Because I am hoping that he and Nicole might be performing their stunning Showcase routine which I haven't seen live since the Open, though I've replayed the video so many times my devices now go there on auto-pilot.

This routine! No words.

The astute understanding of what was needed to heal a broken heart -- having just, two weeks earlier, lived through the horror of the Paris attacks.

The poignant beauty of it!

A celebration of France! A tribute to Edith Piaf and Louis Armstrong! To French history and French people and culture! To love, life, and loss! And - not lost on Benji - a celebration of gayness, too, which you might have recognized if you've seen the wonderful, delicate little film "Ma Vie En Rose."

This choreography! Such execution! Such lightness! Such sheer, exuberant, joy!

This -- against a backdrop of the Bataclan on fire, the spray of automatic weapons at a cafe, mass murder, chaos, terror.
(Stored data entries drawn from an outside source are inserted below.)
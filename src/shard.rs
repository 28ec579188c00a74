use crate::hash::TableHasher;
use crate::stats::{ShardOps, ShardStats};
use hashbrown::HashMap;
use parking_lot::RwLock;
use std::borrow::Borrow;
use std::fmt;
use std::hash::Hash;

/// A single partition: a HashMap protected by a read-write lock.
///
/// Visitors and formatting work on a copy taken under the read lock, so no
/// caller-supplied code ever runs while the lock is held.
pub(crate) struct Partition<K, V> {
    map: RwLock<HashMap<K, V, TableHasher>>,
    stats: ShardStats,
}

impl<K, V> Partition<K, V>
where
    K: Hash + Eq,
{
    pub fn new(hasher: TableHasher, capacity: Option<usize>) -> Self {
        let map = match capacity {
            Some(capacity) => HashMap::with_capacity_and_hasher(capacity, hasher),
            None => HashMap::with_hasher(hasher),
        };
        Self {
            map: RwLock::new(map),
            stats: ShardStats::new(),
        }
    }

    /// Get a copy of the value stored for `key`.
    pub fn get<Q>(&self, key: &Q) -> Option<V>
    where
        K: Borrow<Q>,
        Q: Hash + Eq + ?Sized,
        V: Clone,
    {
        let map = self.map.read();
        let result = map.get(key).cloned();
        if result.is_some() {
            self.stats.record_read();
        }
        result
    }

    /// Check if a key exists without cloning the value.
    pub fn contains_key<Q>(&self, key: &Q) -> bool
    where
        K: Borrow<Q>,
        Q: Hash + Eq + ?Sized,
    {
        self.map.read().contains_key(key)
    }

    /// Insert or overwrite the value for `key`.
    pub fn put(&self, key: K, value: V) -> &Self {
        let mut map = self.map.write();
        if map.insert(key, value).is_none() {
            self.stats.record_write();
        }
        self
    }

    /// Remove `key`; a missing key is a no-op.
    pub fn del<Q>(&self, key: &Q) -> &Self
    where
        K: Borrow<Q>,
        Q: Hash + Eq + ?Sized,
    {
        let mut map = self.map.write();
        if map.remove(key).is_some() {
            self.stats.record_remove();
        }
        self
    }

    /// Remove every entry, keeping the allocated table.
    pub fn clear(&self) -> &Self {
        self.map.write().clear();
        self
    }

    /// Get the number of entries in this partition.
    pub fn len(&self) -> usize {
        self.map.read().len()
    }

    /// Check if this partition is empty.
    pub fn is_empty(&self) -> bool {
        self.map.read().is_empty()
    }

    /// All keys, sorted ascending. Sorting happens after the lock is released.
    pub fn keys(&self) -> Vec<K>
    where
        K: Ord + Clone,
    {
        let mut keys: Vec<K> = {
            let map = self.map.read();
            map.keys().cloned().collect()
        };
        keys.sort_unstable();
        keys
    }

    /// Point-in-time copy of every entry, in table order.
    pub fn snapshot(&self) -> Vec<(K, V)>
    where
        K: Clone,
        V: Clone,
    {
        let map = self.map.read();
        map.iter().map(|(k, v)| (k.clone(), v.clone())).collect()
    }

    /// Point-in-time copy of every entry, keys ascending. Sorting happens
    /// after the lock is released.
    pub fn sorted_snapshot(&self) -> Vec<(K, V)>
    where
        K: Ord + Clone,
        V: Clone,
    {
        let mut entries = self.snapshot();
        entries.sort_unstable_by(|a, b| a.0.cmp(&b.0));
        entries
    }

    /// Call `visit` for every entry of a snapshot, outside the lock.
    pub fn for_each<F>(&self, mut visit: F) -> &Self
    where
        K: Clone,
        V: Clone,
        F: FnMut(&K, &V),
    {
        for (key, value) in self.snapshot() {
            visit(&key, &value);
        }
        self
    }

    /// Get a snapshot of operation counters for this partition.
    pub fn stats(&self) -> ShardOps {
        self.stats.snapshot()
    }
}

/// Write one `key: value` line per entry, in the order given.
pub(crate) fn write_entries<K, V>(
    f: &mut fmt::Formatter<'_>,
    entries: &[(K, V)],
) -> fmt::Result
where
    K: fmt::Display,
    V: fmt::Display,
{
    for (key, value) in entries {
        writeln!(f, "{}: {}", key, value)?;
    }
    Ok(())
}

/// Partition-level inspection: one `key: value` line per entry, keys
/// ascending. The map's own `Display` merges `sorted_snapshot` runs and
/// formats them with the same `write_entries`.
impl<K, V> fmt::Display for Partition<K, V>
where
    K: Hash + Eq + Ord + Clone + fmt::Display,
    V: Clone + fmt::Display,
{
    fn fmt(&self, f: &mut fmt::Formatter<'_>) -> fmt::Result {
        write_entries(f, &self.sorted_snapshot())
    }
}
use std::sync::Arc;

use tierlink_infra::identify_lock::IdentifyLock;
use tierlink_infra::{
    EntitlementStore, InMemoryEntitlementStore, PostgresEntitlementStore, Settings, TransferService,
};

/// Store handle shared by all requests.
pub type SharedStore = Arc<dyn EntitlementStore>;

/// Transfer service as wired into the router.
pub type PremiumService = TransferService<SharedStore>;

/// Pick the store from settings: Postgres when `DATABASE_URL` is set, otherwise in-memory.
pub async fn build_service(settings: &Settings) -> anyhow::Result<Arc<PremiumService>> {
    let store: SharedStore = match &settings.database_url {
        Some(url) => {
            let store = PostgresEntitlementStore::connect(url).await?;
            tracing::info!("using postgres entitlement store");
            Arc::new(store)
        }
        None => {
            tracing::warn!("DATABASE_URL not set; using in-memory entitlement store");
            Arc::new(InMemoryEntitlementStore::new())
        }
    };

    Ok(Arc::new(TransferService::new(store, settings.durations)))
}

/// Identify lock shared with gateway shards (Redis when built with the `redis` feature).
#[cfg(feature = "redis")]
pub fn build_identify_lock(settings: &Settings) -> anyhow::Result<Arc<dyn IdentifyLock>> {
    let lock = tierlink_infra::identify_lock::RedisIdentifyLock::new(
        &settings.redis_url,
        settings.lock.clone(),
    )?;
    tracing::info!(prefix = %settings.lock.key_prefix, "using redis identify lock");
    Ok(Arc::new(lock))
}

#[cfg(not(feature = "redis"))]
pub fn build_identify_lock(settings: &Settings) -> anyhow::Result<Arc<dyn IdentifyLock>> {
    tracing::warn!("built without redis; identify lock is process-local");
    Ok(Arc::new(
        tierlink_infra::identify_lock::InMemoryIdentifyLock::new(settings.lock.clone()),
    ))
}

#[cfg(all(test, not(feature = "redis")))]
mod tests {
    use std::time::Duration;

    use super::*;

    #[test]
    fn local_identify_lock_uses_configured_ttl() {
        let mut settings = Settings::default();
        settings.lock.ttl = Duration::from_millis(60);
        settings.lock.key_prefix = "shard".to_string();

        let lock = build_identify_lock(&settings).unwrap();
        assert_eq!(lock.config(), &settings.lock);

        lock.acquire_default("token-a").unwrap();
        assert!(lock.is_locked("token-a"));
        assert!(!lock.is_locked("token-b"));

        std::thread::sleep(Duration::from_millis(100));
        assert!(!lock.is_locked("token-a"));
    }
}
This routine grabbed me in the gut at the Open, from the first strains of this most iconic of songs my chest caved in, I was sobbing, astonished, struggling to take pictures through tears. I'm moved to tears again, now, months later, just writing about it.

This is what I mean when I use that overused word, "art" - a word looking for a definition since Ancient Greece, since the first cavemen sat around a campfire vying for who could weave the most mesmerizing story.
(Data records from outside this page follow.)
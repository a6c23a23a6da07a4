//! Postgres-backed entitlement store.
//!
//! Reads and writes the `guilds` table:
//!
//! | column | type |
//! |--------|------|
//! | `guild_id` | `BIGINT PRIMARY KEY` |
//! | `guild_name` | `TEXT NULL` |
//! | `premium` | `SMALLINT` (0 free, 1 standard, 2 gold) |
//! | `tx_time_unix` | `INTEGER NULL` |
//! | `transferred_to` | `BIGINT NULL` |
//! | `inherits_from` | `BIGINT NULL` |
//!
//! ## Error Mapping
//!
//! | SQLx Error | StoreError |
//! |------------|------------|
//! | Database, code `23505` (unique violation) | `Conflict` |
//! | Database (other) | `Database` |
//! | PoolClosed / PoolTimedOut | `Database` |
//! | Row decode failure | `Decode` |
//! | Other | `Database` |
//!
//! ## Transfers
//!
//! `link_transfer` runs both guarded updates inside one transaction (destination
//! first, then origin). Either both links are committed or neither is.

use std::sync::Arc;

use async_trait::async_trait;
use sqlx::{PgConnection, PgPool, Row};
use tracing::{info, instrument};

use tierlink_core::{EntitlementRecord, GuildId, PremiumTier};

use super::{EntitlementStore, StoreError};

const SELECT_GUILD: &str = r#"
    SELECT guild_id, guild_name, premium, tx_time_unix, transferred_to, inherits_from
    FROM guilds
    WHERE guild_id = $1
"#;

const SET_INHERITS_FROM: &str = r#"
    UPDATE guilds
    SET inherits_from = $2
    WHERE guild_id = $1 AND inherits_from IS NULL AND transferred_to IS NULL
"#;

const SET_TRANSFERRED_TO: &str = r#"
    UPDATE guilds
    SET transferred_to = $2
    WHERE guild_id = $1 AND inherits_from IS NULL AND transferred_to IS NULL
"#;

/// Postgres entitlement store.
///
/// Uses a shared SQLx pool; each store call checks out one connection for its
/// duration and returns it on completion.
#[derive(Debug, Clone)]
pub struct PostgresEntitlementStore {
    pool: Arc<PgPool>,
}

impl PostgresEntitlementStore {
    pub fn new(pool: PgPool) -> Self {
        Self {
            pool: Arc::new(pool),
        }
    }

    /// Connect a fresh pool to `database_url`.
    pub async fn connect(database_url: &str) -> Result<Self, StoreError> {
        let pool = PgPool::connect(database_url)
            .await
            .map_err(|e| map_sqlx_error("connect", e))?;
        Ok(Self::new(pool))
    }

    async fn acquire(
        &self,
        operation: &str,
    ) -> Result<sqlx::pool::PoolConnection<sqlx::Postgres>, StoreError> {
        self.pool
            .acquire()
            .await
            .map_err(|e| map_sqlx_error(operation, e))
    }
}

#[async_trait]
impl EntitlementStore for PostgresEntitlementStore {
    #[instrument(skip(self), fields(guild_id = %guild_id), err)]
    async fn get_record(&self, guild_id: GuildId) -> Result<Option<EntitlementRecord>, StoreError> {
        let mut conn = self.acquire("get_record").await?;
        fetch_record(&mut conn, guild_id).await
    }

    #[instrument(skip(self), fields(guild_id = %guild_id), err)]
    async fn ensure_record(
        &self,
        guild_id: GuildId,
        name: Option<&str>,
    ) -> Result<EntitlementRecord, StoreError> {
        let row = sqlx::query(
            r#"
            INSERT INTO guilds (guild_id, guild_name, premium)
            VALUES ($1, $2, $3)
            ON CONFLICT (guild_id)
            DO UPDATE SET guild_name = COALESCE(EXCLUDED.guild_name, guilds.guild_name)
            RETURNING guild_id, guild_name, premium, tx_time_unix, transferred_to, inherits_from
            "#,
        )
        .bind(to_db_id(guild_id)?)
        .bind(name)
        .bind(PremiumTier::Free.code())
        .fetch_one(&*self.pool)
        .await
        .map_err(|e| map_sqlx_error("ensure_record", e))?;

        decode_record(&row)
    }

    #[instrument(skip(self), fields(guild_id = %guild_id, source = %source), err)]
    async fn set_inherits_from(&self, guild_id: GuildId, source: GuildId) -> Result<(), StoreError> {
        let mut conn = self.acquire("set_inherits_from").await?;
        guarded_update(&mut conn, SET_INHERITS_FROM, guild_id, source, "set_inherits_from").await?;
        info!(%guild_id, %source, "marked guild as inheriting premium");
        Ok(())
    }

    #[instrument(skip(self), fields(guild_id = %guild_id, target = %target), err)]
    async fn set_transferred_to(&self, guild_id: GuildId, target: GuildId) -> Result<(), StoreError> {
        let mut conn = self.acquire("set_transferred_to").await?;
        guarded_update(&mut conn, SET_TRANSFERRED_TO, guild_id, target, "set_transferred_to").await?;
        info!(%guild_id, %target, "marked guild as transferred");
        Ok(())
    }

    #[instrument(skip(self), fields(origin = %origin, dest = %dest), err)]
    async fn link_transfer(&self, origin: GuildId, dest: GuildId) -> Result<(), StoreError> {
        let mut tx = self
            .pool
            .begin()
            .await
            .map_err(|e| map_sqlx_error("begin_transaction", e))?;

        // Dropping `tx` without commit rolls back.
        guarded_update(&mut tx, SET_INHERITS_FROM, dest, origin, "link_transfer.dest").await?;
        guarded_update(&mut tx, SET_TRANSFERRED_TO, origin, dest, "link_transfer.origin").await?;

        tx.commit()
            .await
            .map_err(|e| map_sqlx_error("commit_transaction", e))?;

        info!(%origin, %dest, "premium transfer committed");
        Ok(())
    }
}

async fn fetch_record(
    conn: &mut PgConnection,
    guild_id: GuildId,
) -> Result<Option<EntitlementRecord>, StoreError> {
    let row = sqlx::query(SELECT_GUILD)
        .bind(to_db_id(guild_id)?)
        .fetch_optional(&mut *conn)
        .await
        .map_err(|e| map_sqlx_error("get_record", e))?;

    row.as_ref().map(decode_record).transpose()
}

/// Run one guarded link update; zero affected rows means missing or already linked.
async fn guarded_update(
    conn: &mut PgConnection,
    sql: &'static str,
    guild_id: GuildId,
    link: GuildId,
    operation: &str,
) -> Result<(), StoreError> {
    let result = sqlx::query(sql)
        .bind(to_db_id(guild_id)?)
        .bind(to_db_id(link)?)
        .execute(&mut *conn)
        .await
        .map_err(|e| map_sqlx_error(operation, e))?;

    if result.rows_affected() == 1 {
        return Ok(());
    }

    match fetch_record(conn, guild_id).await? {
        None => Err(StoreError::NotFound(guild_id)),
        Some(_) => Err(StoreError::Conflict(format!(
            "guild {guild_id} already carries a premium link ({operation})"
        ))),
    }
}

fn to_db_id(id: GuildId) -> Result<i64, StoreError> {
    i64::try_from(id.get()).map_err(|_| StoreError::Decode(format!("guild id {id} exceeds BIGINT range")))
}

fn from_db_id(raw: i64) -> Result<GuildId, StoreError> {
    u64::try_from(raw)
        .map(GuildId::new)
        .map_err(|_| StoreError::Decode(format!("negative guild id {raw}")))
}

fn decode_record(row: &sqlx::postgres::PgRow) -> Result<EntitlementRecord, StoreError> {
    let decode = |e: sqlx::Error| StoreError::Decode(e.to_string());

    let guild_id: i64 = row.try_get("guild_id").map_err(decode)?;
    let name: Option<String> = row.try_get("guild_name").map_err(decode)?;
    let premium: i16 = row.try_get("premium").map_err(decode)?;
    let tx_time_unix: Option<i32> = row.try_get("tx_time_unix").map_err(decode)?;
    let transferred_to: Option<i64> = row.try_get("transferred_to").map_err(decode)?;
    let inherits_from: Option<i64> = row.try_get("inherits_from").map_err(decode)?;

    Ok(EntitlementRecord {
        guild_id: from_db_id(guild_id)?,
        name,
        tier: PremiumTier::try_from(premium).map_err(|e| StoreError::Decode(e.to_string()))?,
        subscription_start_unix: tx_time_unix.map(i64::from),
        transferred_to: transferred_to.map(from_db_id).transpose()?,
        inherits_from: inherits_from.map(from_db_id).transpose()?,
    })
}

/// Map SQLx errors to StoreError.
fn map_sqlx_error(operation: &str, err: sqlx::Error) -> StoreError {
    match err {
        sqlx::Error::Database(db_err) => {
            let msg = format!("database error in {}: {}", operation, db_err.message());
            match db_err.code().as_deref() {
                Some("23505") => StoreError::Conflict(msg),
                _ => StoreError::Database(msg),
            }
        }
        sqlx::Error::PoolClosed => {
            StoreError::Database(format!("connection pool closed in {}", operation))
        }
        sqlx::Error::PoolTimedOut => {
            StoreError::Database(format!("connection pool timed out in {}", operation))
        }
        sqlx::Error::ColumnDecode { .. } | sqlx::Error::ColumnNotFound(_) => {
            StoreError::Decode(format!("{} in {}", err, operation))
        }
        _ => StoreError::Database(format!("sqlx error in {}: {}", operation, err)),
    }
}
"Art" has been called magical, religious, a reflection of God ... these words don't help me understand.

For me the clearest definition is Tolstoy's - that art is the transmission of my feelings to you. Across eras, across cultures - that I am able to make you feel what I am feeling.

This clarifies for me what the artist's struggle for perfection is about - it is to be genuine and sincere; and to express feelings so clearly that an onlooker in the distant future will understand.
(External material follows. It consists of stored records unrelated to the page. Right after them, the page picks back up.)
//! Eligibility evaluator for premium transfers and Gold sub-server grants.
//!
//! `evaluate` is a pure function over two entitlement records and the current
//! time. Rules run in a fixed order and the first failing rule is reported, so
//! the same inputs always produce the same `Rejection`.
//!
//! Inheritance is single-hop: any origin or destination that already carries a
//! provenance link is rejected, which makes chains (A→B→C) and cycles (A→B→A)
//! impossible to construct.

use chrono::{DateTime, Utc};
use serde::{Deserialize, Serialize};
use thiserror::Error;

use crate::entitlement::EntitlementRecord;
use crate::tier::{PremiumTier, TierDurations};

/// Which operation is being evaluated.
#[derive(Debug, Clone, Copy, PartialEq, Eq, Hash, Serialize, Deserialize)]
#[serde(rename_all = "snake_case")]
pub enum TransferKind {
    /// Origin gives its tier away permanently.
    Transfer,
    /// Gold origin lends its tier to a sub-server and keeps its own.
    Grant,
}

/// Why a transfer or grant was refused.
#[derive(Debug, Clone, Copy, PartialEq, Eq, Hash, Error, Serialize, Deserialize)]
#[serde(rename_all = "snake_case")]
pub enum Rejection {
    #[error("origin or destination guild has no entitlement record")]
    MissingRecord,

    #[error("origin guild is free tier and has nothing to transfer")]
    OriginNotEntitled,

    #[error("only gold premium guilds can add inheriting sub-servers")]
    OriginNotGoldTier,

    #[error("origin guild has already transferred its premium to another guild")]
    OriginAlreadyTransferred,

    #[error("origin guild inherits premium from another guild and cannot pass it on")]
    OriginIsInheritor,

    #[error("destination guild has already transferred its premium elsewhere")]
    DestAlreadyTransferred,

    #[error("destination guild already inherits premium from another guild")]
    DestIsInheritor,

    #[error("origin guild has no recorded subscription")]
    OriginHasNoSubscription,

    #[error("origin guild premium has expired")]
    OriginExpired,

    #[error("destination guild has active premium and cannot be overwritten")]
    DestHasActiveEntitlement,

    #[error("destination guild has a non-free tier with no recorded subscription")]
    DestHasForeignEntitlement,
}

impl Rejection {
    /// Stable machine-readable code.
    pub fn code(self) -> &'static str {
        match self {
            Rejection::MissingRecord => "missing_record",
            Rejection::OriginNotEntitled => "origin_not_entitled",
            Rejection::OriginNotGoldTier => "origin_not_gold_tier",
            Rejection::OriginAlreadyTransferred => "origin_already_transferred",
            Rejection::OriginIsInheritor => "origin_is_inheritor",
            Rejection::DestAlreadyTransferred => "dest_already_transferred",
            Rejection::DestIsInheritor => "dest_is_inheritor",
            Rejection::OriginHasNoSubscription => "origin_has_no_subscription",
            Rejection::OriginExpired => "origin_expired",
            Rejection::DestHasActiveEntitlement => "dest_has_active_entitlement",
            Rejection::DestHasForeignEntitlement => "dest_has_foreign_entitlement",
        }
    }
}

/// Decide whether `origin` may transfer (or grant) its premium to `dest`.
pub fn evaluate(
    kind: TransferKind,
    origin: Option<&EntitlementRecord>,
    dest: Option<&EntitlementRecord>,
    now: DateTime<Utc>,
    durations: &TierDurations,
) -> Result<(), Rejection> {
    let (Some(origin), Some(dest)) = (origin, dest) else {
        return Err(Rejection::MissingRecord);
    };

    ensure_origin_tier(kind, origin)?;
    ensure_unlinked(origin, dest)?;
    ensure_origin_current(origin, now, durations)?;
    ensure_dest_vacant(dest, now, durations)?;

    Ok(())
}

fn ensure_origin_tier(kind: TransferKind, origin: &EntitlementRecord) -> Result<(), Rejection> {
    if origin.tier == PremiumTier::Free {
        return Err(Rejection::OriginNotEntitled);
    }
    if kind == TransferKind::Grant && !origin.tier.can_grant_subservers() {
        return Err(Rejection::OriginNotGoldTier);
    }
    Ok(())
}

fn ensure_unlinked(origin: &EntitlementRecord, dest: &EntitlementRecord) -> Result<(), Rejection> {
    if origin.transferred_to.is_some() {
        return Err(Rejection::OriginAlreadyTransferred);
    }
    if origin.inherits_from.is_some() {
        return Err(Rejection::OriginIsInheritor);
    }
    if dest.transferred_to.is_some() {
        return Err(Rejection::DestAlreadyTransferred);
    }
    if dest.inherits_from.is_some() {
        return Err(Rejection::DestIsInheritor);
    }
    Ok(())
}

fn ensure_origin_current(
    origin: &EntitlementRecord,
    now: DateTime<Utc>,
    durations: &TierDurations,
) -> Result<(), Rejection> {
    match origin.days_remaining(now, durations) {
        None => Err(Rejection::OriginHasNoSubscription),
        Some(days) if days <= 0 => Err(Rejection::OriginExpired),
        Some(_) => Ok(()),
    }
}

fn ensure_dest_vacant(
    dest: &EntitlementRecord,
    now: DateTime<Utc>,
    durations: &TierDurations,
) -> Result<(), Rejection> {
    if dest.subscription_start_unix.is_some() {
        // A lapsed paid tier (or a free one) may be overwritten.
        if dest.has_active_subscription(now, durations) {
            return Err(Rejection::DestHasActiveEntitlement);
        }
    } else if dest.tier != PremiumTier::Free {
        return Err(Rejection::DestHasForeignEntitlement);
    }
    Ok(())
}
//! Time source used for expiry computation.

use std::sync::Arc;

use chrono::{DateTime, Utc};

/// Current-time provider.
pub trait Clock: Send + Sync {
    fn now(&self) -> DateTime<Utc>;
}

impl<C> Clock for Arc<C>
where
    C: Clock + ?Sized,
{
    fn now(&self) -> DateTime<Utc> {
        (**self).now()
    }
}

/// Wall clock.
#[derive(Debug, Default, Clone, Copy)]
pub struct SystemClock;

impl Clock for SystemClock {
    fn now(&self) -> DateTime<Utc> {
        Utc::now()
    }
}

/// Clock pinned to a single instant (tests, replays).
#[derive(Debug, Clone, Copy, PartialEq, Eq)]
pub struct FixedClock(DateTime<Utc>);

impl FixedClock {
    pub fn new(at: DateTime<Utc>) -> Self {
        Self(at)
    }

    /// Fixed clock at the given unix timestamp (seconds).
    ///
    /// Out-of-range timestamps fall back to the unix epoch.
    pub fn at_unix(secs: i64) -> Self {
        Self(DateTime::from_timestamp(secs, 0).unwrap_or_default())
    }
}

impl Clock for FixedClock {
    fn now(&self) -> DateTime<Utc> {
        self.0
    }
}
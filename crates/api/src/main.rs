use tierlink_infra::Settings;

#[tokio::main]
async fn main() -> anyhow::Result<()> {
    tierlink_observability::init();

    let settings = Settings::from_env()?;
    let service = tierlink_api::app::services::build_service(&settings).await?;
    // Only validates REDIS_URL; no connection is made until the lock is used.
    let _identify_lock = tierlink_api::app::services::build_identify_lock(&settings)?;
    let app = tierlink_api::app::build_app(service);

    let listener = tokio::net::TcpListener::bind(&settings.bind_addr).await?;
    tracing::info!("listening on {}", listener.local_addr()?);

    axum::serve(listener, app).await?;
    Ok(())
}
use axum::{http::StatusCode, response::IntoResponse, Json};

pub async fn health() -> impl IntoResponse {
    (StatusCode::OK, Json(serde_json::json!({ "status": "ok" })))
}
I've included Tolstoy's definition below. It's worth reading because it's so good.


I'm hoping we'll be lucky enough to see this routine again here at SwingDiego.

It's a routine that in 2025 newcomers to West Coast Swing will watch, and  --  they will feel  --  this moment in history.

And it is so perfectly Benji.  It's a gift.  Not only to us, the audience;  and to France;  but almost more beautifully it seems a gift - a gift of love - to Nicole -  launching her career, in a way, and inducting her into the storied group of US Open Showcase Champions.

This Update is too long.

I haven't even told you what Benji actually said in our conversation together.

Or about the Breakfast Buffet.  Funny, so funny.

The first half of Jordan and Tatiana's Intensive is starting right this minute. I'll tell you about that, too.


  1. Tolstoy:

    "If a man, without exercising effort and without altering his standpoint on reading, hearing, or seeing another man’s work, experiences a mental condition which unites him with that man and with other people who also partake of that work of art, then the object evoking that condition is a work of art. And however poetical, realistic, effectful, or interesting a work may be, it is not a work of art if it does not evoke that feeling (quite distinct from all other feelings) of joy and of spiritual union with another (the author) and with others (those who are also infected by it).

    The chief peculiarity of this feeling is that the receiver of a true artistic impression is so united to the artist that he feels as if the work were his own and not someone else’s — as if what it expresses were just what he had long been wishing to express.

    A real work of art destroys, in the consciousness of the receiver, the separation between himself and the artist — not that alone, but also between himself and all whose minds receive this work of art. In this freeing of our personality from its separation and isolation, in this uniting of it with others, lies the chief characteristic and the great attractive force of art."